Are bad things going to happen in your life? They do in everyone's lives. The fact that you weren't there to see them happen in another person's life or that you can't detect the aftermath of those events doesn't mean they did not happen. "In this you greatly rejoice, though now for a little while, if need be, you have been grieved by various trials, that the genuineness of your faith, being much more precious than gold that perishes, though it is tested by fire, may be found to praise, honor, and glory at the revelation of Jesus Christ" (I Peter 1:6-7). While it is out of our control to prevent bad things from happening to us, we do have the promise of God that He will limit them. "No temptation has overtaken you except such as is common to man; but God is faithful, who will not allow you to be tempted beyond what you are able, but with the temptation will also make the way of escape, that you may be able to bear it" (I Corinthians 10:13). There is no reason to live in fear that something might happen that you won't be able to handle. You need to have more faith in God and His love for you.

One thing God does do is watch out for the less fortunate. The Old Law is filled with warnings that the less fortunate are not to be taken advantage of. "You shall not pervert justice due the stranger or the fatherless, nor take a widow's garment as a pledge" (Deuteronomy 24:17). "Defend the poor and fatherless; do justice to the afflicted and needy. Deliver the poor and needy; free them from the hand of the wicked" (Psalms 82:3-4). God promised to step in if someone did so. "But You have seen, for You observe trouble and grief, to repay it by Your hand. The helpless commits himself to You; You are the helper of the fatherless" (Psalms 10:14). "The LORD watches over the strangers; He relieves the fatherless and widow; But the way of the wicked He turns upside down" (Psalms 146:9).

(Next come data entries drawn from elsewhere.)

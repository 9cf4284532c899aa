//! Headless playback of presets on a simulated transform

use crate::config::PlayerConfig;
use anyhow::{Context, Result};
use cute_tween::{TargetRef, Transform, TweenScheduler};
use cute_tween_presets::Preset;
use std::cell::Cell;
use std::rc::Rc;
use tracing::{debug, info, warn};

/// Outcome of one playback
#[derive(Debug, Clone)]
pub struct Report {
    pub name: String,
    pub frames: u32,
    pub seconds: f32,
    /// Whether `on_complete` fired
    pub completed: bool,
    pub transform: Transform,
}

/// Give seedless randomized presets the player's seed
pub fn apply_seed(preset: &mut Preset, seed: Option<u64>) {
    if let (Preset::Shake(shake), Some(seed)) = (preset, seed) {
        shake.seed.get_or_insert(seed);
    }
}

/// Play `preset` on a fresh transform at a fixed frame rate
///
/// Stops when nothing is left running or after `player.seconds`.
pub fn play(
    name: &str,
    preset: &mut Preset,
    player: &PlayerConfig,
    opacity: bool,
) -> Result<Report> {
    let fps = player.fps.max(1);
    let dt = 1.0 / fps as f32;
    let max_frames = (player.seconds.max(0.0) * fps as f32).ceil() as u32;

    let transform = Transform::new().with_opacity(opacity.then_some(1.0));
    let concrete = transform.shared();
    let target: TargetRef = concrete.clone();
    let scheduler = TweenScheduler::new();

    apply_seed(preset, player.seed);

    let completed = Rc::new(Cell::new(false));
    let flag = completed.clone();
    let tween = preset
        .play(&scheduler, &target, Some(Rc::new(move || flag.set(true))))
        .with_context(|| format!("Failed to play {name}"))?;
    debug!(animation = name, ?tween, duration = preset.duration(), "started");

    let mut frames = 0;
    while scheduler.has_active_animations() && frames < max_frames {
        scheduler.tick_all(dt)?;
        frames += 1;

        if player.log_every > 0 && frames % player.log_every == 0 {
            let t = *concrete.borrow();
            info!(
                animation = name,
                frame = frames,
                position = %t.position,
                rotation = %t.rotation,
                scale = %t.scale,
                opacity = ?t.opacity,
                "frame"
            );
        }
    }

    if scheduler.has_active_animations() {
        warn!(animation = name, seconds = player.seconds, "still running when playback stopped");
        scheduler.kill_all(false);
    }

    let report = Report {
        name: name.to_string(),
        frames,
        seconds: frames as f32 * dt,
        completed: completed.get(),
        transform: *concrete.borrow(),
    };
    info!(
        animation = name,
        frames = report.frames,
        completed = report.completed,
        scale = %report.transform.scale,
        "playback finished"
    );
    Ok(report)
}
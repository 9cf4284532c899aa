//! CuteTween Core
//!
//! A small tween sequencer: time-based interpolators composed into trees,
//! driven by a caller-owned scheduler.
//!
//! # Features
//!
//! - **Easing**: the standard Quad/Cubic/Quart/Sine/Back/Elastic/Bounce curves
//! - **Tweens**: scale, move, rotate, fade, shake and jump leaves bound to a target
//! - **Trees**: sequences, parallel groups, restart and yoyo loops
//! - **Handles**: kill with optional jump-to-end, auto-kill on completion
//! - **Scheduler**: `register` / `tick_all` / `unregister`, callbacks run after each tick's writes
//!
//! # Example
//!
//! ```
//! use cute_tween::{Easing, TargetRef, Transform, Tween, TweenHandle, TweenNode, TweenScheduler};
//! use glam::Vec3;
//!
//! let scheduler = TweenScheduler::new();
//! let target: TargetRef = Transform::new().shared();
//!
//! let pop = TweenNode::sequence([
//!     Tween::scale(&target, Vec3::splat(1.2), 0.2).ease(Easing::EaseOutQuad),
//!     Tween::scale(&target, Vec3::ONE, 0.2).ease(Easing::EaseInQuad),
//! ]);
//! scheduler.register(TweenHandle::new(pop));
//!
//! while scheduler.has_active_animations() {
//!     scheduler.tick_all(1.0 / 60.0).unwrap();
//! }
//! ```

pub mod easing;
pub mod error;
pub mod handle;
pub mod interpolator;
pub mod node;
pub mod path;
pub mod scheduler;
pub mod target;
pub mod tween;

pub use easing::Easing;
pub use error::{Result, TweenError};
pub use handle::{HandleState, TweenHandle};
pub use interpolator::{Interpolator, Lerp};
pub use node::{Callback, LoopCount, LoopMode, TweenNode};
pub use path::{JumpArc, ShakeParams, ShakePath, MAX_SHAKE_WAYPOINTS};
pub use scheduler::{TweenId, TweenScheduler};
pub use target::{Animatable, Axis, Channel, ScalarChannel, TargetRef, Transform};
pub use tween::{Endpoint, Tween};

Heaven is so wonderful that is far beyond what any of us deserve or expect. When talking about such a vast reward, it doesn't make sense to talk about one getting more than another. The wonder and the beauty of it are to receive it.

God knows. He watches. And this life is so short that any misery is just a passing thing anyway. "For what is your life? It is even a vapor that appears for a little time and then vanishes away" (James 4:14). It is only because this world is currently all that we know that we get our viewpoint twisted up.